WHAT YOU SHOULD DO - Scan the entries that follow and give only the number of lines containing "database".

RECORDS SHOWN -
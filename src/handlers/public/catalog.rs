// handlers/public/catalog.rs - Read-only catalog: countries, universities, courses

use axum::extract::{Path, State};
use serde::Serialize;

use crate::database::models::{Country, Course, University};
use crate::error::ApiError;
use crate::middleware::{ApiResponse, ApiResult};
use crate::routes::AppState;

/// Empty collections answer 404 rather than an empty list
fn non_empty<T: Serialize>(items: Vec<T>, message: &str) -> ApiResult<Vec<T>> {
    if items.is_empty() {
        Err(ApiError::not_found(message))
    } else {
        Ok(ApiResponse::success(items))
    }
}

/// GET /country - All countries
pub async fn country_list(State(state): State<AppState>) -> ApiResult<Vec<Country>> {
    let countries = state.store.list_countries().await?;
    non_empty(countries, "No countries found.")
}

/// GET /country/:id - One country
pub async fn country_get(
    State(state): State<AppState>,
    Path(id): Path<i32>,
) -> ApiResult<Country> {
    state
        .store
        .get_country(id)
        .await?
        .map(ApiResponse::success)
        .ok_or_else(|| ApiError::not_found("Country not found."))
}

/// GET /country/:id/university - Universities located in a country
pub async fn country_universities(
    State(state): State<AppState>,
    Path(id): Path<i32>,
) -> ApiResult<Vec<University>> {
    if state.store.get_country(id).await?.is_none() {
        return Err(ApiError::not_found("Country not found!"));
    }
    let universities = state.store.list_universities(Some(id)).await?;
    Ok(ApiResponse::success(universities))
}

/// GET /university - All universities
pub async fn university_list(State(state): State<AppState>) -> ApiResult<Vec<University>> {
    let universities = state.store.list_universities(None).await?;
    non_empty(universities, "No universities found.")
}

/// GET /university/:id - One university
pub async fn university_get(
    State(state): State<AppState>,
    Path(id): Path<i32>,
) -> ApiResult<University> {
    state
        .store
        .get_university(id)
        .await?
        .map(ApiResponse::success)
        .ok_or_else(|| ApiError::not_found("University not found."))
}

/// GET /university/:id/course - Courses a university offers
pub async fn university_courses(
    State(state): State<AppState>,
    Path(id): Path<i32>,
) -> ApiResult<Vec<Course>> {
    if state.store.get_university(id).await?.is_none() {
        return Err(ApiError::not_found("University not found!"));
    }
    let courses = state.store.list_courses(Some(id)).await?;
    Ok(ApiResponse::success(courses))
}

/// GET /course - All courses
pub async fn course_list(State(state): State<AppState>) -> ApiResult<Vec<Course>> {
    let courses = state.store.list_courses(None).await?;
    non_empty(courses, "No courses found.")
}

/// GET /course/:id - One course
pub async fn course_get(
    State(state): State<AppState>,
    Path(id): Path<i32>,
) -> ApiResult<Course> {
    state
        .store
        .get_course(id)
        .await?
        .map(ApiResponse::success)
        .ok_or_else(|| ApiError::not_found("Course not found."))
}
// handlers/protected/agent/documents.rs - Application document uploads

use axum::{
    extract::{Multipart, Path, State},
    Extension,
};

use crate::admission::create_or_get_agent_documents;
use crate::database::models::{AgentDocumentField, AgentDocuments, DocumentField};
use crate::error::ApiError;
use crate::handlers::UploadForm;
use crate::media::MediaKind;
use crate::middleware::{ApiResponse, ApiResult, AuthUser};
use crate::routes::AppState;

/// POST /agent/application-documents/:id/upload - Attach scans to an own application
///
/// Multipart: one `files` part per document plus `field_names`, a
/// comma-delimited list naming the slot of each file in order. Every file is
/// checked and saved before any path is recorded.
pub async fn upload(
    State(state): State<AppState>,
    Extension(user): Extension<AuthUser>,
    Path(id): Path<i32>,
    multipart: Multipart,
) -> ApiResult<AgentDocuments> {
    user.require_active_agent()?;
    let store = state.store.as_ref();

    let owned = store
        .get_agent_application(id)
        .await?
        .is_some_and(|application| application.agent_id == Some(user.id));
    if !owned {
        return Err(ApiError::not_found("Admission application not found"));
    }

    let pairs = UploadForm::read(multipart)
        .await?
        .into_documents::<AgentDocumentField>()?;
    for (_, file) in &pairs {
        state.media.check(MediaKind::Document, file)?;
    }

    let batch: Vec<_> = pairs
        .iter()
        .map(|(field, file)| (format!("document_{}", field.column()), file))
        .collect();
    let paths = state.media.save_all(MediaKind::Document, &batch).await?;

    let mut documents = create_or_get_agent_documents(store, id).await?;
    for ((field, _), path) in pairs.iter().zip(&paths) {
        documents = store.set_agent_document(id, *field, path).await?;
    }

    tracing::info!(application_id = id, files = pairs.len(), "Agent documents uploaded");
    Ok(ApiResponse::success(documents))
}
==
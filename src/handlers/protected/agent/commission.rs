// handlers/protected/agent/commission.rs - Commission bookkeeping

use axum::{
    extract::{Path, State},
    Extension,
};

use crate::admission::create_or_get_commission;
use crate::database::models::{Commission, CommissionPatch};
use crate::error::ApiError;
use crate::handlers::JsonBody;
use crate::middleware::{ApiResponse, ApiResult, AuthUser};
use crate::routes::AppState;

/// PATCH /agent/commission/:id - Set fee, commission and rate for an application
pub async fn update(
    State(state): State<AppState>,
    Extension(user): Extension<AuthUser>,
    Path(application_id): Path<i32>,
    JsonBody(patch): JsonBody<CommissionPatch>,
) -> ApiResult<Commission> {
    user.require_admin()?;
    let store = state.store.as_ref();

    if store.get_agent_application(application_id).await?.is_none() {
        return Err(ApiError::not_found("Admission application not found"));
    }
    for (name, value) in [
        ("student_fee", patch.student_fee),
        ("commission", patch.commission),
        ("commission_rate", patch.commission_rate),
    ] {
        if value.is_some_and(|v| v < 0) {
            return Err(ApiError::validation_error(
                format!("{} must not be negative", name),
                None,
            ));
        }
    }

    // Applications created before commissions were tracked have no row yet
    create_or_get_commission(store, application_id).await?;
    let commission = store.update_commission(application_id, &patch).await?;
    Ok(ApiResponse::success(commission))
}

PROBLEM SOLUTION - 3